Section 8 (“The Only Path To Controllable AGI”) goes a bit too far:

this implies that if some safety property doesn’t have a proof, then there must be a way to violate it. Sufficiently powerful AGIs may well find that way. And if that AGI is malicious or controlled by a malicious human, then it will exploit that flaw.

That seems reasonable if the safety properties that we ask for are exactly the properties that we need, and if we use unlimited amounts of compute to search for proofs.

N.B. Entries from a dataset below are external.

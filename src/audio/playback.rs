//! Audio-thread playback queue with continuous rate conversion.
//!
//! The main context pushes frames through a [`PlaybackSender`]; the playback
//! thread applies them between quanta through its [`PlaybackReceiver`] and
//! then calls [`PlaybackProcessor::render`]. All work on the audio side is
//! synchronous and bounded by the quantum size.

use std::collections::VecDeque;
use std::sync::Arc;
use std::sync::atomic::{AtomicU64, Ordering};

use tokio::sync::mpsc;
use tokio::sync::mpsc::error::TryRecvError;

use super::pcm;

/// Control messages from the main context.
#[derive(Debug, Clone, PartialEq)]
pub enum PlaybackCommand {
    /// Append one decoded frame, declared at `sample_rate`.
    Push { frame: Vec<f32>, sample_rate: u32 },
    /// Barge-in: drop everything queued and reset the resampler.
    Clear,
}

struct QueuedFrame {
    generation: u64,
    frame: Vec<f32>,
    sample_rate: u32,
}

/// Bounded frame lane plus a flush counter shared with the playback thread.
pub fn playback_channel(capacity: usize) -> (PlaybackSender, PlaybackReceiver) {
    let (tx, rx) = mpsc::channel(capacity.max(1));
    let generation = Arc::new(AtomicU64::new(0));
    (
        PlaybackSender {
            tx,
            generation: generation.clone(),
        },
        PlaybackReceiver {
            rx,
            generation,
            applied: 0,
        },
    )
}

/// Main-context half of the playback mailbox.
///
/// Frames go through a bounded channel and may be refused when it is full.
/// A flush only bumps the generation counter, so it cannot be lost; frames
/// tagged with an older generation are discarded when they arrive.
#[derive(Clone)]
pub struct PlaybackSender {
    tx: mpsc::Sender<QueuedFrame>,
    generation: Arc<AtomicU64>,
}

impl PlaybackSender {
    /// Queue one frame declared at `sample_rate`. Returns `false` if the
    /// frame was refused (queue full or playback gone).
    pub fn push(&self, frame: Vec<f32>, sample_rate: u32) -> bool {
        let generation = self.generation.load(Ordering::Acquire);
        self.tx
            .try_send(QueuedFrame {
                generation,
                frame,
                sample_rate,
            })
            .is_ok()
    }

    /// Push PCM16LE wire bytes. Decoding happens on the caller's thread so
    /// the audio thread only appends.
    pub fn push_pcm16(&self, bytes: &[u8], sample_rate: u32) -> bool {
        let frame = pcm::pcm16_to_float(&pcm::le_bytes_to_pcm16(bytes));
        self.push(frame, sample_rate)
    }

    /// Barge-in: everything pushed before this call is dropped, effective
    /// on the next quantum.
    pub fn clear(&self) {
        self.generation.fetch_add(1, Ordering::AcqRel);
    }
}

/// Playback-thread half of the mailbox.
pub struct PlaybackReceiver {
    rx: mpsc::Receiver<QueuedFrame>,
    generation: Arc<AtomicU64>,
    applied: u64,
}

impl PlaybackReceiver {
    /// Apply pending flushes and frames before rendering the next quantum.
    /// Never blocks. Returns `false` once every sender is gone.
    pub fn apply_pending(&mut self, processor: &mut PlaybackProcessor) -> bool {
        self.catch_up(self.generation.load(Ordering::Acquire), processor);
        loop {
            match self.rx.try_recv() {
                Ok(queued) => {
                    // 打断之前排队的音频直接丢弃
                    if queued.generation < self.applied {
                        continue;
                    }
                    self.catch_up(queued.generation, processor);
                    processor.handle(PlaybackCommand::Push {
                        frame: queued.frame,
                        sample_rate: queued.sample_rate,
                    });
                }
                Err(TryRecvError::Empty) => return true,
                Err(TryRecvError::Disconnected) => return false,
            }
        }
    }

    fn catch_up(&mut self, generation: u64, processor: &mut PlaybackProcessor) {
        if generation > self.applied {
            processor.clear();
            self.applied = generation;
        }
    }
}

#[derive(Debug, Clone, Copy, PartialEq, Eq)]
pub enum PlaybackState {
    Empty,
    Draining,
}

pub struct PlaybackProcessor {
    queue: VecDeque<Vec<f32>>,
    /// Offset of the next sample inside the head frame.
    offset: usize,
    input_rate: u32,
    phase: f64,
    last: f32,
}

impl PlaybackProcessor {
    pub fn new(initial_rate: u32) -> Self {
        Self {
            queue: VecDeque::with_capacity(64),
            offset: 0,
            input_rate: initial_rate,
            phase: 0.0,
            last: 0.0,
        }
    }

    pub fn handle(&mut self, command: PlaybackCommand) {
        match command {
            PlaybackCommand::Push { frame, sample_rate } => {
                // The rate is a single value shared by everything still queued.
                if sample_rate > 0 {
                    self.input_rate = sample_rate;
                }
                self.queue.push_back(frame);
            }
            PlaybackCommand::Clear => self.clear(),
        }
    }

    pub fn clear(&mut self) {
        self.queue.clear();
        self.offset = 0;
        self.phase = 0.0;
        self.last = 0.0;
    }

    pub fn state(&self) -> PlaybackState {
        if self.queued_samples() == 0 {
            PlaybackState::Empty
        } else {
            PlaybackState::Draining
        }
    }

    pub fn input_rate(&self) -> u32 {
        self.input_rate
    }

    /// Samples not yet consumed by `next_sample`.
    pub fn queued_samples(&self) -> usize {
        let total: usize = self.queue.iter().map(Vec::len).sum();
        total.saturating_sub(self.offset)
    }

    /// Fill one interleaved quantum. `output_rate` is the hardware rate for
    /// this callback; the mono signal is copied to every channel.
    pub fn render(&mut self, out: &mut [f32], channels: usize, output_rate: u32) {
        let channels = channels.max(1);
        if output_rate == 0 {
            out.fill(0.0);
            return;
        }
        let step = f64::from(self.input_rate) / f64::from(output_rate);

        for frame in out.chunks_mut(channels) {
            self.phase += step;
            while self.phase >= 1.0 {
                self.phase -= 1.0;
                self.last = self.next_sample();
            }
            let next = self.peek();
            let value = self.last + (next - self.last) * self.phase as f32;
            frame.fill(value);
        }
    }

    /// Pop the next raw sample, rotating to the next frame when the head is
    /// exhausted. Silence when nothing is queued.
    fn next_sample(&mut self) -> f32 {
        while let Some(head) = self.queue.front() {
            if self.offset < head.len() {
                let sample = head[self.offset];
                self.offset += 1;
                return sample;
            }
            self.queue.pop_front();
            self.offset = 0;
        }
        0.0
    }

    fn peek(&self) -> f32 {
        let mut offset = self.offset;
        for frame in &self.queue {
            if offset < frame.len() {
                return frame[offset];
            }
            offset = 0;
        }
        self.last
    }
}

#[cfg(test)]
mod tests {
    use super::*;

    fn push(p: &mut PlaybackProcessor, frame: &[f32], rate: u32) {
        p.handle(PlaybackCommand::Push {
            frame: frame.to_vec(),
            sample_rate: rate,
        });
    }

    #[test]
    fn test_empty_queue_renders_silence() {
        let mut p = PlaybackProcessor::new(24000);
        let mut out = vec![1.0f32; 256];
        p.render(&mut out, 2, 48000);
        assert!(out.iter().all(|&s| s == 0.0));
        assert_eq!(p.state(), PlaybackState::Empty);
    }

    #[test]
    fn test_silent_frame_at_matching_rate() {
        let mut p = PlaybackProcessor::new(24000);
        push(&mut p, &[0.0; 480], 48000);
        let mut out = vec![1.0f32; 128];
        p.render(&mut out, 1, 48000);
        assert_eq!(out.len(), 128);
        assert!(out.iter().all(|&s| s == 0.0));
        assert_eq!(p.queued_samples(), 480 - 128);
        assert_eq!(p.state(), PlaybackState::Draining);
    }

    #[test]
    fn test_drains_in_push_order() {
        let mut p = PlaybackProcessor::new(16000);
        push(&mut p, &[0.1, 0.2, 0.3], 16000);
        push(&mut p, &[0.4, 0.5], 16000);
        let mut out = vec![0.0f32; 7];
        p.render(&mut out, 1, 16000);
        assert_eq!(out, vec![0.1, 0.2, 0.3, 0.4, 0.5, 0.0, 0.0]);
        assert_eq!(p.state(), PlaybackState::Empty);
    }

    #[test]
    fn test_mono_is_duplicated_to_every_channel() {
        let mut p = PlaybackProcessor::new(8000);
        push(&mut p, &[0.25, -0.25], 8000);
        let mut out = vec![0.0f32; 4];
        p.render(&mut out, 2, 8000);
        assert_eq!(out, vec![0.25, 0.25, -0.25, -0.25]);
    }

    #[test]
    fn test_clear_is_immediate() {
        let mut p = PlaybackProcessor::new(16000);
        push(&mut p, &[0.5; 64], 16000);
        let mut out = vec![0.0f32; 16];
        p.render(&mut out, 1, 16000);
        assert!(out.iter().all(|&s| s == 0.5));

        p.handle(PlaybackCommand::Clear);
        assert_eq!(p.state(), PlaybackState::Empty);
        p.render(&mut out, 1, 16000);
        assert!(out.iter().all(|&s| s == 0.0));
    }

    #[test]
    fn test_clear_then_push_starts_at_new_frame() {
        let mut p = PlaybackProcessor::new(16000);
        push(&mut p, &[0.9; 32], 16000);
        let mut out = vec![0.0f32; 8];
        p.render(&mut out, 1, 16000);

        p.handle(PlaybackCommand::Clear);
        push(&mut p, &[-0.3, -0.2, -0.1], 16000);
        let mut out = vec![0.0f32; 3];
        p.render(&mut out, 1, 16000);
        assert_eq!(out, vec![-0.3, -0.2, -0.1]);
    }

    #[test]
    fn test_upsampling_interpolates_between_samples() {
        let mut p = PlaybackProcessor::new(24000);
        push(&mut p, &[0.0, 1.0, 1.0], 24000);
        let mut out = vec![0.0f32; 5];
        p.render(&mut out, 1, 48000);
        // One input sample of look-ahead: the ramp 0 -> 1 lands on outputs 1..=3.
        assert_eq!(out, vec![0.0, 0.0, 0.5, 1.0, 1.0]);
    }

    #[test]
    fn test_downsampling_consumes_faster() {
        let mut p = PlaybackProcessor::new(48000);
        push(&mut p, &(0..8).map(|i| i as f32).collect::<Vec<_>>(), 48000);
        let mut out = vec![0.0f32; 4];
        p.render(&mut out, 1, 24000);
        assert_eq!(out, vec![1.0, 3.0, 5.0, 7.0]);
        assert_eq!(p.state(), PlaybackState::Empty);
    }

    #[test]
    fn test_latest_push_rate_applies_to_queue() {
        let mut p = PlaybackProcessor::new(24000);
        push(&mut p, &[0.0; 10], 24000);
        push(&mut p, &[0.0; 10], 16000);
        assert_eq!(p.input_rate(), 16000);
    }

    #[test]
    fn test_push_pcm16_decodes_on_caller_side() {
        let (tx, mut rx) = playback_channel(4);
        let mut p = PlaybackProcessor::new(16000);
        assert!(tx.push_pcm16(&[0x00, 0x40, 0x00, 0xC0], 24000));
        assert!(rx.apply_pending(&mut p));
        assert_eq!(p.input_rate(), 24000);
        let mut out = vec![0.0f32; 2];
        p.render(&mut out, 1, 24000);
        assert_eq!(out, vec![0.5, -0.5]);
    }

    #[test]
    fn test_clear_is_delivered_when_queue_is_full() {
        let (tx, mut rx) = playback_channel(2);
        let mut p = PlaybackProcessor::new(24000);
        assert!(tx.push(vec![0.8; 16], 24000));
        assert!(tx.push(vec![0.8; 16], 24000));
        assert!(!tx.push(vec![0.8; 16], 24000));

        tx.clear();
        assert!(rx.apply_pending(&mut p));
        assert_eq!(p.state(), PlaybackState::Empty);

        assert!(tx.push(vec![0.3], 24000));
        assert!(rx.apply_pending(&mut p));
        let mut out = vec![0.0f32; 1];
        p.render(&mut out, 1, 24000);
        assert_eq!(out, vec![0.3]);
    }

    #[test]
    fn test_clear_drops_frames_queued_before_it() {
        let (tx, mut rx) = playback_channel(8);
        let mut p = PlaybackProcessor::new(24000);
        assert!(tx.push(vec![0.9; 32], 24000));
        assert!(rx.apply_pending(&mut p));
        let mut out = vec![0.0f32; 8];
        p.render(&mut out, 1, 24000);

        assert!(tx.push(vec![0.1; 4], 24000));
        tx.clear();
        assert!(tx.push(vec![0.2; 3], 24000));
        assert!(rx.apply_pending(&mut p));
        assert_eq!(p.queued_samples(), 3);

        let mut out = vec![0.0f32; 3];
        p.render(&mut out, 1, 24000);
        assert_eq!(out, vec![0.2; 3]);
    }

    #[test]
    fn test_receiver_reports_closed_senders() {
        let (tx, mut rx) = playback_channel(2);
        let mut p = PlaybackProcessor::new(24000);
        assert!(tx.push(vec![0.5], 24000));
        drop(tx);
        assert!(!rx.apply_pending(&mut p));
        assert_eq!(p.queued_samples(), 1);
    }

    #[test]
    fn test_empty_frames_are_skipped() {
        let mut p = PlaybackProcessor::new(8000);
        push(&mut p, &[], 8000);
        push(&mut p, &[0.7], 8000);
        let mut out = vec![0.0f32; 1];
        p.render(&mut out, 1, 8000);
        assert_eq!(out, vec![0.7]);
    }
}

I consider it much more likely that we’ll ask for security properties that don’t exactly match our needs. We’ll either be overly cautious, and ask for safety properties that constrain the AI more than we absolutely need. In which case, an absence of proof doesn’t tell us whether a system is dangerous. Or we’ll fail at safety by not asking for as much safety as we need.

Note that they seem to expect fairly exhaustive searches for proofs, such that failure to find a proof ought to imply a genuine absence of safety. I’m unsure whether this is a reasonable expectation.

Conclusion

I see something like a 50% chance that this strategy would significantly reduce AI risk if the world coordinated to require it. However, it’s still rather hard to see how we can get such coordination.

I’m now feeling a wee bit more optimistic about decent regulation of AI development.

I’ve returned to thinking that it’s overkill to have a full-fledged ban on development of powerful AI.

Requiring insurance and strict liability no longer appear to create large risks of amounting to a total ban on development, so it’s looking more plausible that such regulations can be enforced.

If insurance companies need to see proofs of safety for advanced GPUs, that will in practice create a temporary pause in AI progress. I’m guessing that pause would be on the order of 1 to 10 years. But will it end due to successful proofs, or due to inability to enforce regulations? I don’t know.